impl RelyingPartyOperations {
    /// Create an engine with the system entropy source and clock.
    ///
    /// # Errors
    /// Returns `Configuration` for an empty RP ID, an empty origin list, or
    /// a failing entropy probe. All of these refuse startup; none can occur
    /// during a ceremony.
    pub fn new(
        rp: RpEntity,
        allowed_origins: Vec<String>,
        users: Arc<dyn UserEntityStore>,
        credentials: Arc<dyn CredentialStore>,
    ) -> Result<Self, WebAuthnError> {
        Self::with_collaborators(
            rp,
            allowed_origins,
            users,
            credentials,
            Box::new(SystemEntropy::new()),
            Box::new(SystemClock),
        )
    }

    /// Create an engine with explicit entropy and clock collaborators.
    ///
    /// # Errors
    /// Same conditions as [`Self::new`].
    pub fn with_collaborators(
        rp: RpEntity,
        allowed_origins: Vec<String>,
        users: Arc<dyn UserEntityStore>,
        credentials: Arc<dyn CredentialStore>,
        entropy: Box<dyn EntropySource>,
        clock: Box<dyn Clock>,
    ) -> Result<Self, WebAuthnError> {
        if rp.id.is_empty() {
            return Err(WebAuthnError::Configuration("RP ID is empty".into()));
        }
        if allowed_origins.is_empty() {
            return Err(WebAuthnError::Configuration(
                "no allowed origins configured".into(),
            ));
        }
        // Entropy probe: an unseeded CSPRNG must refuse startup, not fail
        // mid-ceremony.
        entropy.fill(&mut [0u8; 16])?;

        Ok(Self {
            rp,
            allowed_origins,
            allow_cross_origin: false,
            reject_unsolicited_extensions: false,
            user_verification: UserVerificationRequirement::Preferred,
            attestation: AttestationConveyancePreference::None,
            timeout_ms: 300_000,
            users,
            credentials,
            entropy,
            clock,
        })
    }

    #[must_use]
    pub fn allow_cross_origin(mut self, allow: bool) -> Self {
        self.allow_cross_origin = allow;
        self
    }

    #[must_use]
    pub fn reject_unsolicited_extensions(mut self, reject: bool) -> Self {
        self.reject_unsolicited_extensions = reject;
        self
    }

    #[must_use]
    pub fn user_verification(mut self, requirement: UserVerificationRequirement) -> Self {
        self.user_verification = requirement;
        self
    }

    #[must_use]
    pub fn attestation(mut self, preference: AttestationConveyancePreference) -> Self {
        self.attestation = preference;
        self
    }

    #[must_use]
    pub fn timeout_ms(mut self, timeout_ms: u32) -> Self {
        self.timeout_ms = timeout_ms;
        self
    }

    #[must_use]
    pub fn rp(&self) -> &RpEntity {
        &self.rp
    }

    #[must_use]
    pub fn credentials(&self) -> &Arc<dyn CredentialStore> {
        &self.credentials
    }

    #[must_use]
    pub fn users(&self) -> &Arc<dyn UserEntityStore> {
        &self.users
    }

    /// Build creation options for a user, resolving or creating the user
    /// entity and excluding the user's existing credentials so the same
    /// authenticator cannot register twice.
    ///
    /// # Errors
    /// Propagates entropy failures.
    pub fn start_registration(
        &self,
        username: &str,
        display_name: &str,
    ) -> Result<PublicKeyCredentialCreationOptions, WebAuthnError> {
        let user = match self.users.find_by_username(username) {
            Some(user) => user,
            None => {
                let handle = self.entropy.generate(USER_HANDLE_LEN)?;
                let user = UserEntity::new(handle, username, display_name)?;
                self.users.save(username, user.clone());
                user
            }
        };

        let exclude_credentials = self
            .credentials
            .find_by_user(&user.id)
            .into_iter()
            .map(|r| PublicKeyCredentialDescriptor::new(r.credential_id, r.transports))
            .collect();

        let mut options = PublicKeyCredentialCreationOptions::new(
            self.rp.clone(),
            user,
            self.entropy.generate(CHALLENGE_LEN)?,
            PublicKeyCredentialParameters::default_params(),
        )?;
        options.timeout = Some(self.timeout_ms);
        options.exclude_credentials = exclude_credentials;
        options.attestation = Some(self.attestation);
        options.authenticator_selection = Some(AuthenticatorSelectionCriteria {
            user_verification: Some(self.user_verification),
            ..AuthenticatorSelectionCriteria::default()
        });
        Ok(options)
    }

    /// Build request options, listing the user's credentials when the user
    /// is known and leaving the allow list empty for the discoverable flow.
    ///
    /// # Errors
    /// Propagates entropy failures.
    pub fn start_authentication(
        &self,
        username: Option<&str>,
    ) -> Result<PublicKeyCredentialRequestOptions, WebAuthnError> {
        let mut options = PublicKeyCredentialRequestOptions::new(
            self.entropy.generate(CHALLENGE_LEN)?,
            &self.rp.id,
        )?;
        options.timeout = Some(self.timeout_ms);
        options.user_verification = Some(self.user_verification);

        if let Some(username) = username {
            if let Some(user) = self.users.find_by_username(username) {
                options.allow_credentials = self
                    .credentials
                    .find_by_user(&user.id)
                    .into_iter()
                    .map(|r| PublicKeyCredentialDescriptor::new(r.credential_id, r.transports))
                    .collect();
            }
        }
        Ok(options)
    }

    /// Verify a registration response and persist the resulting record.
    ///
    /// # Errors
    /// One failure kind per violated check; see the step comments.
    pub fn register_credential(
        &self,
        request: &RegistrationRequest,
    ) -> Result<CredentialRecord, WebAuthnError> {
        let options = &request.options;
        let response = &request.credential.response;

        // Steps 5-6: parse the client data and hash the exact bytes the
        // client produced.
        let client_data = CollectedClientData::parse(response.client_data_json.as_slice())?;
        let client_data_hash = crypto::sha256(response.client_data_json.as_slice());

        // Steps 7-9: type is webauthn.create, challenge matches, origin is
        // allowed, crossOrigin follows policy.
        client_data.verify(
            TYPE_CREATE,
            &options.challenge,
            &self.allowed_origins,
            self.allow_cross_origin,
        )?;

        // Steps 11-12: decode the attestation object.
        let attestation = AttestationObject::parse(response.attestation_object.as_slice())?;
        let auth_data = &attestation.auth_data;

        // Step 13: rpIdHash binds the credential to this RP.
        if auth_data.rp_id_hash != crypto::sha256(self.rp.id.as_bytes()) {
            return Err(WebAuthnError::RpIdHashMismatch);
        }

        // Step 14: user presence.
        if !auth_data.user_present() {
            return Err(WebAuthnError::UserPresenceMissing);
        }

        // Step 15: user verification when the options required it.
        if options.user_verification() == UserVerificationRequirement::Required
            && !auth_data.user_verified()
        {
            return Err(WebAuthnError::UserVerificationRequired);
        }

        // Step 16: a credential that is not backup-eligible cannot be in
        // the backed-up state.
        if auth_data.backed_up() && !auth_data.backup_eligible() {
            return Err(WebAuthnError::InvalidFlagCombination);
        }

        // Registration requires attested credential data.
        let attested = auth_data
            .attested_credential_data
            .as_ref()
            .ok_or(WebAuthnError::AttestedCredentialDataMissing)?;

        // Step 19: the credential key algorithm must have been requested.
        let alg = attested.credential_public_key.alg();
        if !options.pub_key_cred_params.iter().any(|p| p.alg == alg) {
            return Err(WebAuthnError::UnrequestedAlgorithm(alg));
        }

        // Step 20: client extension outputs against the requested inputs.
        self.check_extension_outputs(
            options.extensions.as_ref(),
            request.credential.client_extension_results.as_ref(),
        )?;

        // Steps 21-22: the format's attestation verification procedure.
        let attestation_type = attestation.verify(&client_data_hash)?;
        log::debug!(
            "attestation format {} verified as {attestation_type:?}",
            attestation.fmt
        );

        // The credential ID must not be registered to any user yet.
        if self.credentials.find_by_id(&attested.credential_id).is_some() {
            return Err(WebAuthnError::CredentialAlreadyRegistered);
        }

        let now = self.clock.now();
        let record = CredentialRecord {
            credential_id: attested.credential_id.clone(),
            credential_type: PublicKeyCredentialType::PublicKey,
            public_key: attested.credential_public_key.clone(),
            sign_count: auth_data.sign_count,
            uv_initialized: auth_data.user_verified(),
            backup_eligible: auth_data.backup_eligible(),
            backup_state: auth_data.backed_up(),
            transports: response.transports.clone(),
            attestation_object: response.attestation_object.clone(),
            attestation_client_data_json: response.client_data_json.clone(),
            user_handle: options.user.id.clone(),
            label: request.label.clone(),
            created: now,
            last_used: now,
        };

        // The store's unique index backs this up under races.
        self.credentials.save(record.clone())?;
        Ok(record)
    }

    /// Verify an assertion, enforce the counter rule, and update the
    /// record's usage fields.
    ///
    /// # Errors
    /// One failure kind per violated check; see the step comments.
    pub fn authenticate(
        &self,
        request: &AuthenticationRequest,
    ) -> Result<AuthenticatedCredential, WebAuthnError> {
        let options = &request.options;
        let credential = &request.credential;
        let response = &credential.response;

        // Step 5: when an allow list was issued, the presented credential
        // must be on it.
        if !options.allow_credentials.is_empty()
            && !options
                .allow_credentials
                .iter()
                .any(|d| d.id == credential.raw_id)
        {
            return Err(WebAuthnError::CredentialNotAllowed);
        }

        // Step 6: the credential must be registered.
        let record = self
            .credentials
            .find_by_id(&credential.raw_id)
            .ok_or(WebAuthnError::UnknownCredential)?;

        // Step 6 continued: an asserted user handle must belong to the
        // record; a discoverable credential resolves the user from it.
        if let Some(user_handle) = &response.user_handle {
            if user_handle != &record.user_handle {
                return Err(WebAuthnError::UserHandleMismatch);
            }
        }

        // Steps 8-10: decode the authenticator data and hash the client
        // data bytes.
        let auth_data = AuthenticatorData::parse(response.authenticator_data.as_slice())?;
        let client_data = CollectedClientData::parse(response.client_data_json.as_slice())?;
        let client_data_hash = crypto::sha256(response.client_data_json.as_slice());

        // Steps 11-13: type is webauthn.get, challenge matches, origin is
        // allowed, crossOrigin follows policy.
        client_data.verify(
            TYPE_GET,
            &options.challenge,
            &self.allowed_origins,
            self.allow_cross_origin,
        )?;

        // Step 15: rpIdHash.
        if auth_data.rp_id_hash != crypto::sha256(self.rp.id.as_bytes()) {
            return Err(WebAuthnError::RpIdHashMismatch);
        }

        // Step 16: user presence.
        if !auth_data.user_present() {
            return Err(WebAuthnError::UserPresenceMissing);
        }

        // Step 17: user verification when the options required it.
        if options.user_verification == Some(UserVerificationRequirement::Required)
            && !auth_data.user_verified()
        {
            return Err(WebAuthnError::UserVerificationRequired);
        }

        // Step 18: backed-up state requires backup eligibility.
        if auth_data.backed_up() && !auth_data.backup_eligible() {
            return Err(WebAuthnError::InvalidFlagCombination);
        }

        // Step 19: extension outputs against the requested inputs.
        self.check_extension_outputs(
            options.extensions.as_ref(),
            credential.client_extension_results.as_ref(),
        )?;

        // Steps 20-21: the signature covers authData || clientDataHash.
        let mut message =
            Vec::with_capacity(response.authenticator_data.len() + client_data_hash.len());
        message.extend_from_slice(response.authenticator_data.as_slice());
        message.extend_from_slice(&client_data_hash);
        crypto::verify_signature(&record.public_key, &message, response.signature.as_slice())?;

        // Step 22: the counter must advance. A pair of zeroes means the
        // authenticator does not implement a counter; anything else that
        // fails to advance points at a cloned key.
        let stored = record.sign_count;
        let reported = auth_data.sign_count;
        if reported <= stored && !(reported == 0 && stored == 0) {
            return Err(WebAuthnError::SignCountRegression { stored, reported });
        }
        let new_sign_count = if reported > stored { reported } else { stored };

        let now = self.clock.now();
        self.credentials.update_usage(
            &record.credential_id,
            stored,
            new_sign_count,
            auth_data.backed_up(),
            now,
        )?;

        Ok(AuthenticatedCredential {
            credential_id: record.credential_id,
            user_handle: record.user_handle,
            sign_count: new_sign_count,
            authenticated_at: now,
        })
    }

    /// Unknown client extension outputs are tolerated unless policy says
    /// otherwise.
    fn check_extension_outputs(
        &self,
        requested: Option<&Value>,
        outputs: Option<&Value>,
    ) -> Result<(), WebAuthnError> {
        if !self.reject_unsolicited_extensions {
            return Ok(());
        }
        let Some(Value::Object(outputs)) = outputs else {
            return Ok(());
        };
        let requested: HashSet<&String> = match requested {
            Some(Value::Object(map)) => map.keys().collect(),
            _ => HashSet::new(),
        };
        for key in outputs.keys() {
            if !requested.contains(key) {
                return Err(WebAuthnError::MalformedInput(format!(
                    "unsolicited client extension output {key}"
                )));
            }
        }
        Ok(())
    }
}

## Exercise prompt:
Search the entries for the word "format", then copy every line in which it is found.

## Expected answer:
        // Steps 21-22: the format's attestation verification procedure.
            "attestation format {} verified as {attestation_type:?}",
                return Err(WebAuthnError::MalformedInput(format!(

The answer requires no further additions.